# Harman Kardon HK33390 Stereo Receiver



## deacongreg (Jul 29, 2008)

No, that is not a misprint. Yes, in this i-pod, video gaming, surround sound world, a true stereo receiver.

http://www.hometheaterreview.com/eq...rman_kardon_hk_3390_stereo_receiver004003.php

Harman Kardon HK 3390 Stereo Receiver

* By: HomeTheaterReview.com

* Category:
* AV Receiver Reviews, Equipment Reviews, Video Reviews

* Resources & Links:
* AV Receivers
* , Harman Kardon


* May 11, 2009

The Harman Kardon HK 3390 stereo receiver (suggested retail price: $399) is a solid choice for anyone who wants to build a high-quality music system on a budget or add good-sounding audio to their home entertainment system, but can't accommodate a surround sound set-up.

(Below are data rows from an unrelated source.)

use std::collections::VecDeque;

use crate::clock::{ClockTick, Countdown, TimeSource};
use crate::config::RoundConfig;
use crate::cue::Cue;
use crate::tracker::{SegmentStats, SegmentTracker};

#[derive(Debug, Clone, Copy, PartialEq, Eq, strum_macros::Display)]
pub enum Status {
    Idle,
    Prep,
    Shoot,
    Between,
    Finished,
}

impl Status {
    /// Prep and Shoot are the timed intervals
    pub fn is_interval(&self) -> bool {
        matches!(self, Status::Prep | Status::Shoot)
    }

    pub fn is_running(&self) -> bool {
        matches!(self, Status::Prep | Status::Shoot | Status::Between)
    }
}

/// Why a timed interval is not counting down
#[derive(Debug, Clone, Copy, PartialEq, Eq, Default)]
pub enum Hold {
    #[default]
    Running,
    /// Operator pause
    Paused,
    /// Held at the start of a restarted end, waiting for resume or skip
    Restarted,
}

#[derive(Debug, Clone, Copy, PartialEq, Eq, strum_macros::Display)]
pub enum EndKind {
    Practice,
    #[strum(to_string = "End")]
    Scoring,
}

/// An end's number relative to its phase: practice ends count 1..=practice,
/// scoring ends count 1..=scoring.
#[derive(Debug, Clone, Copy, PartialEq, Eq)]
pub struct EndLabel {
    pub kind: EndKind,
    pub number: u32,
    pub total: u32,
}

impl EndLabel {
    pub fn for_end(config: &RoundConfig, end_index: u32) -> Self {
        if config.is_practice(end_index) {
            Self {
                kind: EndKind::Practice,
                number: end_index,
                total: config.practice_ends,
            }
        } else {
            Self {
                kind: EndKind::Scoring,
                number: end_index - config.practice_ends,
                total: config.scoring_ends,
            }
        }
    }
}

/// What follows once the last line of the current end has shot
#[derive(Debug, Clone, Copy, PartialEq, Eq)]
pub enum NextUp {
    End(EndLabel),
    Finish,
}

/// The mutable part of a round
#[derive(Debug, Clone, PartialEq, Eq)]
pub struct RoundState {
    pub status: Status,
    /// 1-based across the whole round, practice first. 0 before the round starts.
    pub current_end_index: u32,
    pub current_line: u8,
    pub hold: Hold,
    pub remaining_ms: u64,
}

impl RoundState {
    fn idle() -> Self {
        Self {
            status: Status::Idle,
            current_end_index: 0,
            current_line: 1,
            hold: Hold::Running,
            remaining_ms: 0,
        }
    }

    pub fn paused(&self) -> bool {
        self.hold != Hold::Running
    }
}

impl Default for RoundState {
    fn default() -> Self {
        Self::idle()
    }
}

#[derive(Debug, Clone, Copy, PartialEq, Eq)]
pub enum TickOutcome {
    /// No interval is being timed
    Inactive,
    Counting { remaining_ms: u64 },
    Held,
    /// The interval expired and the round moved to this status
    Advanced(Status),
}

/// Read-only view for rendering
#[derive(Debug, Clone, PartialEq)]
pub struct RoundSnapshot {
    pub status: Status,
    pub current_end_index: u32,
    pub current_line: u8,
    pub line_count: u8,
    pub paused: bool,
    pub hold: Hold,
    pub remaining_ms: u64,
    pub display_seconds: u64,
    pub warning: bool,
    pub end_label: Option<EndLabel>,
    pub next_up: Option<NextUp>,
    pub stats: SegmentStats,
    pub total_segments: usize,
    pub can_pause: bool,
    pub can_finish_now: bool,
    pub can_advance: bool,
    pub can_restart: bool,
}

/// One archery round: owns its configuration, countdown, segment tracker and
/// pending cues. Every operation checks its own precondition and returns
/// `false` without side effects when it does not apply.
pub struct Round<T: TimeSource> {
    config: RoundConfig,
    state: RoundState,
    clock: Countdown,
    tracker: SegmentTracker,
    cues: VecDeque<Cue>,
    time: T,
}

impl<T: TimeSource> Round<T> {
    pub fn new(config: RoundConfig, time: T) -> Self {
        Self {
            config,
            state: RoundState::idle(),
            clock: Countdown::new(),
            tracker: SegmentTracker::new(),
            cues: VecDeque::new(),
            time,
        }
    }

    pub fn config(&self) -> &RoundConfig {
        &self.config
    }

    pub fn state(&self) -> &RoundState {
        &self.state
    }

    pub fn tracker(&self) -> &SegmentTracker {
        &self.tracker
    }

    /// Replace the configuration. Only accepted before a round starts.
    pub fn configure(&mut self, config: RoundConfig) -> bool {
        if self.state.status != Status::Idle {
            return false;
        }
        self.config = config;
        true
    }

    pub fn can_start(&self) -> bool {
        self.state.status == Status::Idle
    }

    pub fn can_pause(&self) -> bool {
        self.state.status.is_interval()
    }

    pub fn can_finish_now(&self) -> bool {
        self.state.status.is_interval()
    }

    pub fn can_advance(&self) -> bool {
        match self.state.status {
            Status::Between => true,
            Status::Prep | Status::Shoot => self.state.paused(),
            Status::Idle | Status::Finished => false,
        }
    }

    pub fn can_restart(&self) -> bool {
        self.state.status.is_running()
    }

    pub fn can_reset(&self) -> bool {
        self.state.status != Status::Idle
    }

    pub fn start_round(&mut self) -> bool {
        if !self.can_start() {
            return false;
        }
        self.state.current_end_index = 1;
        self.state.current_line = 1;
        self.tracker.begin_round(self.time.wall_now());
        tracing::info!(
            lines = self.config.line_count,
            practice_ends = self.config.practice_ends,
            scoring_ends = self.config.scoring_ends,
            "round started"
        );
        self.enter_interval(self.first_interval());
        true
    }

    /// Advance the countdown to the time source's current time and apply an expiry.
    pub fn tick(&mut self) -> TickOutcome {
        if !self.state.status.is_interval() {
            return TickOutcome::Inactive;
        }
        match self.clock.tick(self.time.monotonic_ms()) {
            ClockTick::Running { remaining_ms } => {
                self.state.remaining_ms = remaining_ms;
                TickOutcome::Counting { remaining_ms }
            }
            ClockTick::Paused { .. } => TickOutcome::Held,
            ClockTick::Stopped => TickOutcome::Inactive,
            ClockTick::Expired => {
                self.state.remaining_ms = 0;
                match self.state.status {
                    Status::Prep => self.enter_interval(Status::Shoot),
                    Status::Shoot => self.complete_shooting(),
                    _ => {}
                }
                TickOutcome::Advanced(self.state.status)
            }
        }
    }

    /// Operator override: end the interval as if shooting time ran out, even from Prep
    pub fn finish_now(&mut self) -> bool {
        if !self.can_finish_now() {
            return false;
        }
        tracing::debug!(status = %self.state.status, "finish now");
        self.complete_shooting();
        true
    }

    /// Pause or resume the running interval.
    ///
    /// Pausing first catches the clock up to now. If that ends the shoot
    /// interval, the expiry is applied instead of the pause (round in
    /// `Between`, end cue queued) and the call still returns `true`.
    pub fn toggle_pause(&mut self) -> bool {
        if !self.can_pause() {
            return false;
        }
        match self.state.hold {
            Hold::Running => {
                // count the time since the last frame before freezing
                if self.tick() == TickOutcome::Advanced(Status::Between) {
                    return true;
                }
                self.clock.pause();
                self.state.hold = Hold::Paused;
            }
            Hold::Paused | Hold::Restarted => {
                self.clock.resume(self.time.monotonic_ms());
                self.state.hold = Hold::Running;
            }
        }
        tracing::debug!(paused = self.state.paused(), "pause toggled");
        true
    }

    /// Close the current segment and move to the next line, the next end, or Finished.
    pub fn next_segment(&mut self) -> bool {
        if !self.can_advance() {
            return false;
        }
        if let Some(duration_ms) = self.tracker.complete_segment(self.time.wall_now()) {
            tracing::debug!(
                end = self.state.current_end_index,
                line = self.state.current_line,
                duration_ms,
                "segment completed"
            );
        }

        if !self.is_last_line() {
            self.state.current_line = 2;
            self.enter_interval(self.first_interval());
        } else if self.state.current_end_index < self.config.total_ends() {
            self.state.current_end_index += 1;
            self.state.current_line = 1;
            self.enter_interval(self.first_interval());
        } else {
            self.finish();
        }
        true
    }

    /// Go back to line 1 of the current end and hold there. The partial segment is discarded.
    pub fn restart_end(&mut self) -> bool {
        if !self.can_restart() {
            return false;
        }
        self.clock.cancel();
        self.state.current_line = 1;
        self.enter_interval(self.first_interval());
        self.clock.pause();
        self.state.hold = Hold::Restarted;
        self.tracker.begin_segment(self.time.wall_now());
        tracing::info!(end = self.state.current_end_index, "end restarted");
        true
    }

    /// Abandon the round and return to Idle. Confirmation is the caller's job.
    pub fn reset(&mut self) -> bool {
        if !self.can_reset() {
            return false;
        }
        self.clock.cancel();
        self.tracker.reset();
        self.cues.clear();
        self.state = RoundState::idle();
        tracing::info!("round reset");
        true
    }

    pub fn drain_cues(&mut self) -> impl Iterator<Item = Cue> + '_ {
        self.cues.drain(..)
    }

    pub fn end_label(&self) -> Option<EndLabel> {
        match self.state.status {
            Status::Idle => None,
            _ => Some(EndLabel::for_end(&self.config, self.state.current_end_index)),
        }
    }

    /// Only reported between ends, after the last line of the end has shot
    pub fn next_up(&self) -> Option<NextUp> {
        if self.state.status != Status::Between || !self.is_last_line() {
            return None;
        }
        let next = self.state.current_end_index + 1;
        if next <= self.config.total_ends() {
            Some(NextUp::End(EndLabel::for_end(&self.config, next)))
        } else {
            Some(NextUp::Finish)
        }
    }

    pub fn display_seconds(&self) -> u64 {
        self.state.remaining_ms.div_ceil(1000)
    }

    pub fn in_warning(&self) -> bool {
        let shown = self.display_seconds();
        self.state.status == Status::Shoot
            && shown > 0
            && shown <= self.config.warning_threshold_secs as u64
    }

    pub fn stats(&self) -> SegmentStats {
        self.tracker
            .stats(self.config.total_segments(), self.time.wall_now())
    }

    pub fn snapshot(&self) -> RoundSnapshot {
        RoundSnapshot {
            status: self.state.status,
            current_end_index: self.state.current_end_index,
            current_line: self.state.current_line,
            line_count: self.config.line_count,
            paused: self.state.paused(),
            hold: self.state.hold,
            remaining_ms: self.state.remaining_ms,
            display_seconds: self.display_seconds(),
            warning: self.in_warning(),
            end_label: self.end_label(),
            next_up: self.next_up(),
            stats: self.stats(),
            total_segments: self.config.total_segments(),
            can_pause: self.can_pause(),
            can_finish_now: self.can_finish_now(),
            can_advance: self.can_advance(),
            can_restart: self.can_restart(),
        }
    }

    fn first_interval(&self) -> Status {
        if self.config.prep_secs > 0 {
            Status::Prep
        } else {
            Status::Shoot
        }
    }

    fn is_last_line(&self) -> bool {
        !self.config.is_dual_line() || self.state.current_line == 2
    }

    fn enter_interval(&mut self, status: Status) {
        let (duration_ms, cue, enabled) = match status {
            Status::Prep => (self.config.prep_ms(), Cue::PrepStarted, self.config.beep_on_prep),
            Status::Shoot => (
                self.config.shoot_ms(),
                Cue::ShootStarted,
                self.config.beep_on_shoot,
            ),
            _ => return,
        };

        self.state.status = status;
        self.state.hold = Hold::Running;
        self.state.remaining_ms = duration_ms.max(0) as u64;
        if let Err(err) = self.clock.start(duration_ms, self.time.monotonic_ms()) {
            tracing::warn!(%err, %status, "interval not started");
        }
        if enabled {
            self.cues.push_back(cue);
        }
        tracing::debug!(
            %status,
            end = self.state.current_end_index,
            line = self.state.current_line,
            "entered interval"
        );
    }

    fn complete_shooting(&mut self) {
        if self.config.beep_on_end_complete {
            self.cues.push_back(Cue::EndCompleted);
        }
        self.clock.cancel();
        self.state.status = Status::Between;
        self.state.hold = Hold::Running;
        self.state.remaining_ms = 0;
        tracing::debug!(
            end = self.state.current_end_index,
            line = self.state.current_line,
            "shooting complete"
        );
    }

    fn finish(&mut self) {
        self.clock.cancel();
        self.tracker.finish_round(self.time.wall_now());
        self.state.status = Status::Finished;
        self.state.hold = Hold::Running;
        self.state.remaining_ms = 0;
        tracing::info!(
            segments = self.tracker.durations().len(),
            "round finished"
        );
    }
}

The HK 3390 is more versatile than the typical stereo receiver of old, since it also has video, along with audio switching capability. It can accommodate A/V source components such as a cable box or gaming system, albeit only via composite video connections. The HK 3390 delivers 80 watts per channel into eight ohms (100 wpc into four ohms) and offers seven audio inputs, including a moving-magnet-cartridge phono input and a 3.5-millimeter mini jack for connecting an iPod or portable audio player. Four composite video inputs are provided, along with a composite video output. Additional connection facilities include a headphone jack, tape monitor loop, A/B speaker switching, two subwoofer outputs, preamp outputs and power amp inputs, a composite video output, IR in/out jacks and two switched AC convenience outlets. The receiver has an FM/AM tuner with 30 station presets, and comes with a remote control that can also operate other Harman Kardon components. Note those dual subwoofer outputs: they enable the user to create a two-speakers-plus-subwoofer set-up in two rooms, or a two-speaker/two-subwoofer set-up in the main home theater room. The HK 3390 is also an extremely attractive piece of home audio gear, thanks to its two-tone gloss black and dark gray front panel and curved sides, which set it apart from the typical black box with knobs.

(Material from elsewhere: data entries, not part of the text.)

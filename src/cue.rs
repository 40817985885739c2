use std::io::Write;

/// Discrete signal emitted on phase boundaries
#[derive(Debug, Clone, Copy, PartialEq, Eq, strum_macros::Display)]
pub enum Cue {
    PrepStarted,
    ShootStarted,
    EndCompleted,
}

impl Cue {
    /// Number of buzzes in the range signal: two to approach, one to shoot, three to stop
    pub fn buzz_count(&self) -> usize {
        match self {
            Cue::PrepStarted => 2,
            Cue::ShootStarted => 1,
            Cue::EndCompleted => 3,
        }
    }
}

pub trait CueSink {
    fn emit(&mut self, cue: Cue);
}

/// Rings the terminal bell once per buzz
pub struct TerminalBell<W: Write> {
    out: W,
}

impl<W: Write> TerminalBell<W> {
    pub fn new(out: W) -> Self {
        Self { out }
    }
}

impl<W: Write> CueSink for TerminalBell<W> {
    fn emit(&mut self, cue: Cue) {
        let bells = "\x07".repeat(cue.buzz_count());
        if let Err(err) = self
            .out
            .write_all(bells.as_bytes())
            .and_then(|_| self.out.flush())
        {
            tracing::warn!(%cue, %err, "failed to ring terminal bell");
        }
    }
}

/// Collects cues in emission order
#[derive(Debug, Default)]
pub struct RecordingSink {
    pub cues: Vec<Cue>,
}

impl CueSink for RecordingSink {
    fn emit(&mut self, cue: Cue) {
        self.cues.push(cue);
    }
}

Harman Kardon components have a heritage of delivering good sound and the HK 3390 is no exception. Like all Harman Kardon stereo and A/V receivers, it incorporates the company's long-standing high-current, ultrawide-bandwidth amplifier designs with discrete output transistors. As a result, the HK 3390's sound is clear, powerful and detailed, and the receiver can easily drive most loudspeakers (excepting some exotic audiophile models) to generous volume levels without strain. The HK 3390, like its bigger brother, the HK 3490, leans more towards the warm and rich side, rather than the lean and bright, although certainly not to an excessive degree.

High Points
• The HK 3380 features a total of seven audio and A/V inputs to accommodate multiple source components, including a turntable. Vinyl is making a comeback with the kids, they say.
• The receiver delivers outstanding sound quality, with 80 watts of power per channel into eight ohms (120 wpc into four ohms).
• The HK 3390 has a sleek, stylish appearance that looks right at home next to a flat panel TV.
• The receiver's A/B speaker outputs and two subwoofer outputs enable multi-room music playback and greater subwoofer installation versatility.

Low Points
• There are no HDMI, component or S-video connections. The HK 3390 is more an audio receiver with extra video capability than a full-fledged audio/video receiver.
• The HK 3390 does not have a dedicated input for an iPod docking station (although an iPod can be connected via the 3.5mm audio input jack).
• The receiver does not offer any virtual surround listening modes.

Conclusion
The Harman Kardon HK 3390 stereo receiver is an excellent-sounding receiver that offers connections to accommodate more than a half-dozen source components, including a phono input for turntable enthusiasts, and composite video inputs and outputs. The receiver's 80-watt-per-channel power output enables it to drive a wide range of loudspeakers to generous listening levels, while offering the convenience of remote control operation.


----------